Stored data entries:
● ● ● ● ● ● ●

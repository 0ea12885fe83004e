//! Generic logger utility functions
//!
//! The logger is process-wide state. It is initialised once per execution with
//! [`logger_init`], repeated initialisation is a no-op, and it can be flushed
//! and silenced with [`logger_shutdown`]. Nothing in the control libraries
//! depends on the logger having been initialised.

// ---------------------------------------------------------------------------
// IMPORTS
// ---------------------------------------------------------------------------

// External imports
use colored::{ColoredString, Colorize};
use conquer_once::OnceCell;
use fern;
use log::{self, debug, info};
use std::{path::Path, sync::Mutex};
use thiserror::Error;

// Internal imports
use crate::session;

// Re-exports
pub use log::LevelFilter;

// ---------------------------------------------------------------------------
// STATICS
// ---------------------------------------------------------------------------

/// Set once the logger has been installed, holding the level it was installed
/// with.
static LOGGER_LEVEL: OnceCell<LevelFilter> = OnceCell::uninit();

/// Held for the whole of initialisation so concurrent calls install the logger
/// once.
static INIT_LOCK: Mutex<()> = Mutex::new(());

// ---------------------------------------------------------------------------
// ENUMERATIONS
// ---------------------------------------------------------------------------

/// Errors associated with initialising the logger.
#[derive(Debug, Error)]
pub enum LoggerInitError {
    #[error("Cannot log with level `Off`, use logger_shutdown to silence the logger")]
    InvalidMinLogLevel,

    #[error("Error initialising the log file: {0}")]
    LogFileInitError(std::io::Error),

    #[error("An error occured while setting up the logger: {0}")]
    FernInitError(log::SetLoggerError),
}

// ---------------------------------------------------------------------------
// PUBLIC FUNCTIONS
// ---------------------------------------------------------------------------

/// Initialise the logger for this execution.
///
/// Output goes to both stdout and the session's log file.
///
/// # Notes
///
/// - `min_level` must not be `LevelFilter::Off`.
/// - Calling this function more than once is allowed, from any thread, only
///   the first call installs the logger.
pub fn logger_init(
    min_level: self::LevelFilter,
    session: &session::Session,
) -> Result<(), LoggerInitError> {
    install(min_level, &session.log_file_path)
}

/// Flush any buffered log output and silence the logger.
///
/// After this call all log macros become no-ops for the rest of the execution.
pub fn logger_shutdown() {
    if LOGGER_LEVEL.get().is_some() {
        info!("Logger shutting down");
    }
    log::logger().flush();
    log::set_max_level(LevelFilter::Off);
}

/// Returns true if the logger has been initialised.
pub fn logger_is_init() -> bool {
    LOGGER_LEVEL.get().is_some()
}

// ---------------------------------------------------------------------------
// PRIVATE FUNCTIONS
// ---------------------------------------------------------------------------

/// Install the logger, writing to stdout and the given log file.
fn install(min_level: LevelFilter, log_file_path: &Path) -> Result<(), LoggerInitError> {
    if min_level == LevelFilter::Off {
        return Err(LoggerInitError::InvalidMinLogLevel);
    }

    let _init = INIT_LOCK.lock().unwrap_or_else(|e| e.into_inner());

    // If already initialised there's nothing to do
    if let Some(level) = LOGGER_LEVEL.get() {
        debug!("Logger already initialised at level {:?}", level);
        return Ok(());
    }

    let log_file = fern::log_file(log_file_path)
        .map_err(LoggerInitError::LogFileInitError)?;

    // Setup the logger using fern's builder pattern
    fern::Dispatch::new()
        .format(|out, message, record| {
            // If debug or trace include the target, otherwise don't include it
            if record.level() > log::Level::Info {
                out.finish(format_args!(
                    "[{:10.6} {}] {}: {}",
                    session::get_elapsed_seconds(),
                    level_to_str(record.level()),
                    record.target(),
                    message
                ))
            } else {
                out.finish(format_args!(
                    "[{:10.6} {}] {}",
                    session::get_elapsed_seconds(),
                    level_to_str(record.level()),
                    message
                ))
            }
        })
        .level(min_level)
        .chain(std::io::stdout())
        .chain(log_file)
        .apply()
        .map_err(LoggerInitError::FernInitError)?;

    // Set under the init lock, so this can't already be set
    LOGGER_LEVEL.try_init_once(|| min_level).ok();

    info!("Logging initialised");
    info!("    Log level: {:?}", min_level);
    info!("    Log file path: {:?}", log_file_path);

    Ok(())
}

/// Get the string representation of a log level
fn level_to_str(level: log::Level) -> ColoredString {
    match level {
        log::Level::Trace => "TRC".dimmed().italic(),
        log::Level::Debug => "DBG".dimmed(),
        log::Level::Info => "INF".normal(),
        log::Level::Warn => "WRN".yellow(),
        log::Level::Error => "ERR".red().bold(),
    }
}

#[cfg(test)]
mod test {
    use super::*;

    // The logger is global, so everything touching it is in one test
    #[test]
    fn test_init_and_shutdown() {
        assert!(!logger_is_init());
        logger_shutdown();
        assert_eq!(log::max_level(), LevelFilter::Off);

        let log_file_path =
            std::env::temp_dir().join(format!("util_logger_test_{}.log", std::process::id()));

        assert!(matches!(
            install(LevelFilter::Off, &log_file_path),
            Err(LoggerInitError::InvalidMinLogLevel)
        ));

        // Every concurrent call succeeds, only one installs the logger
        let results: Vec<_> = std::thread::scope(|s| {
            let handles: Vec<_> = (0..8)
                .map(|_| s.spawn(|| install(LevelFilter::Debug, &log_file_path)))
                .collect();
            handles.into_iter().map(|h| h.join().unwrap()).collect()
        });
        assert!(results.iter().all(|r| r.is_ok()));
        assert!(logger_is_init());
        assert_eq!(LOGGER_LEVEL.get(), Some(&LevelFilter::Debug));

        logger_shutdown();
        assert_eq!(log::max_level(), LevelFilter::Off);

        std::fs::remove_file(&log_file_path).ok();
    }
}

● ● ● ● ● ● ●

* _TASK_: Copy out every entry again, exactly as it was given.

* _ANSWER TO THE EXERCISE_:
repository 0ea12885fe83004e
//! Generic logger utility functions
//!
//! The logger is process-wide state. It is initialised once per execution with
//! [`logger_init`], repeated initialisation is a no-op, and it can be flushed
//! and silenced with [`logger_shutdown`]. Nothing in the control libraries
//! depends on the logger having been initialised.

// ---------------------------------------------------------------------------
// IMPORTS
// ---------------------------------------------------------------------------

// External imports
use colored::{ColoredString, Colorize};
use conquer_once::OnceCell;
use fern;
use log::{self, debug, info};
use std::{path::Path, sync::Mutex};
use thiserror::Error;

// Internal imports
use crate::session;

// Re-exports
pub use log::LevelFilter;

// ---------------------------------------------------------------------------
// STATICS
// ---------------------------------------------------------------------------

/// Set once the logger has been installed, holding the level it was installed
/// with.
static LOGGER_LEVEL: OnceCell<LevelFilter> = OnceCell::uninit();

/// Held for the whole of initialisation so concurrent calls install the logger
/// once.
static INIT_LOCK: Mutex<()> = Mutex::new(());

// ---------------------------------------------------------------------------
// ENUMERATIONS
// ---------------------------------------------------------------------------

/// Errors associated with initialising the logger.
#[derive(Debug, Error)]
pub enum LoggerInitError {
    #[error("Cannot log with level `Off`, use logger_shutdown to silence the logger")]
    InvalidMinLogLevel,

    #[error("Error initialising the log file: {0}")]
    LogFileInitError(std::io::Error),

    #[error("An error occured while setting up the logger: {0}")]
    FernInitError(log::SetLoggerError),
}

// ---------------------------------------------------------------------------
// PUBLIC FUNCTIONS
// ---------------------------------------------------------------------------

/// Initialise the logger for this execution.
///
/// Output goes to both stdout and the session's log file.
///
/// # Notes
///
/// - `min_level` must not be `LevelFilter::Off`.
/// - Calling this function more than once is allowed, from any thread, only
///   the first call installs the logger.
pub fn logger_init(
    min_level: self::LevelFilter,
    session: &session::Session,
) -> Result<(), LoggerInitError> {
    install(min_level, &session.log_file_path)
}

/// Flush any buffered log output and silence the logger.
///
/// After this call all log macros become no-ops for the rest of the execution.
pub fn logger_shutdown() {
    if LOGGER_LEVEL.get().is_some() {
        info!("Logger shutting down");
    }
    log::logger().flush();
    log::set_max_level(LevelFilter::Off);
}

/// Returns true if the logger has been initialised.
pub fn logger_is_init() -> bool {
    LOGGER_LEVEL.get().is_some()
}

// ---------------------------------------------------------------------------
// PRIVATE FUNCTIONS
// ---------------------------------------------------------------------------

/// Install the logger, writing to stdout and the given log file.
fn install(min_level: LevelFilter, log_file_path: &Path) -> Result<(), LoggerInitError> {
    if min_level == LevelFilter::Off {
        return Err(LoggerInitError::InvalidMinLogLevel);
    }

    let _init = INIT_LOCK.lock().unwrap_or_else(|e| e.into_inner());

    // If already initialised there's nothing to do
    if let Some(level) = LOGGER_LEVEL.get() {
        debug!("Logger already initialised at level {:?}", level);
        return Ok(());
    }

    let log_file = fern::log_file(log_file_path)
        .map_err(LoggerInitError::LogFileInitError)?;

    // Setup the logger using fern's builder pattern
    fern::Dispatch::new()
        .format(|out, message, record| {
            // If debug or trace include the target, otherwise don't include it
            if record.level() > log::Level::Info {
                out.finish(format_args!(
                    "[{:10.6} {}] {}: {}",
                    session::get_elapsed_seconds(),
                    level_to_str(record.level()),
                    record.target(),
                    message
                ))
            } else {
                out.finish(format_args!(
                    "[{:10.6} {}] {}",
                    session::get_elapsed_seconds(),
                    level_to_str(record.level()),
                    message
                ))
            }
        })
        .level(min_level)
        .chain(std::io::stdout())
        .chain(log_file)
        .apply()
        .map_err(LoggerInitError::FernInitError)?;

    // Set under the init lock, so this can't already be set
    LOGGER_LEVEL.try_init_once(|| min_level).ok();

    info!("Logging initialised");
    info!("    Log level: {:?}", min_level);
    info!("    Log file path: {:?}", log_file_path);

    Ok(())
}

/// Get the string representation of a log level
fn level_to_str(level: log::Level) -> ColoredString {
    match level {
        log::Level::Trace => "TRC".dimmed().italic(),
        log::Level::Debug => "DBG".dimmed(),
        log::Level::Info => "INF".normal(),
        log::Level::Warn => "WRN".yellow(),
        log::Level::Error => "ERR".red().bold(),
    }
}

#[cfg(test)]
mod test {
    use super::*;

    // The logger is global, so everything touching it is in one test
    #[test]
    fn test_init_and_shutdown() {
        assert!(!logger_is_init());
        logger_shutdown();
        assert_eq!(log::max_level(), LevelFilter::Off);

        let log_file_path =
            std::env::temp_dir().join(format!("util_logger_test_{}.log", std::process::id()));

        assert!(matches!(
            install(LevelFilter::Off, &log_file_path),
            Err(LoggerInitError::InvalidMinLogLevel)
        ));

        // Every concurrent call succeeds, only one installs the logger
        let results: Vec<_> = std::thread::scope(|s| {
            let handles: Vec<_> = (0..8)
                .map(|_| s.spawn(|| install(LevelFilter::Debug, &log_file_path)))
                .collect();
            handles.into_iter().map(|h| h.join().unwrap()).collect()
        });
        assert!(results.iter().all(|r| r.is_ok()));
        assert!(logger_is_init());
        assert_eq!(LOGGER_LEVEL.get(), Some(&LevelFilter::Debug));

        logger_shutdown();
        assert_eq!(log::max_level(), LevelFilter::Off);

        std::fs::remove_file(&log_file_path).ok();
    }
}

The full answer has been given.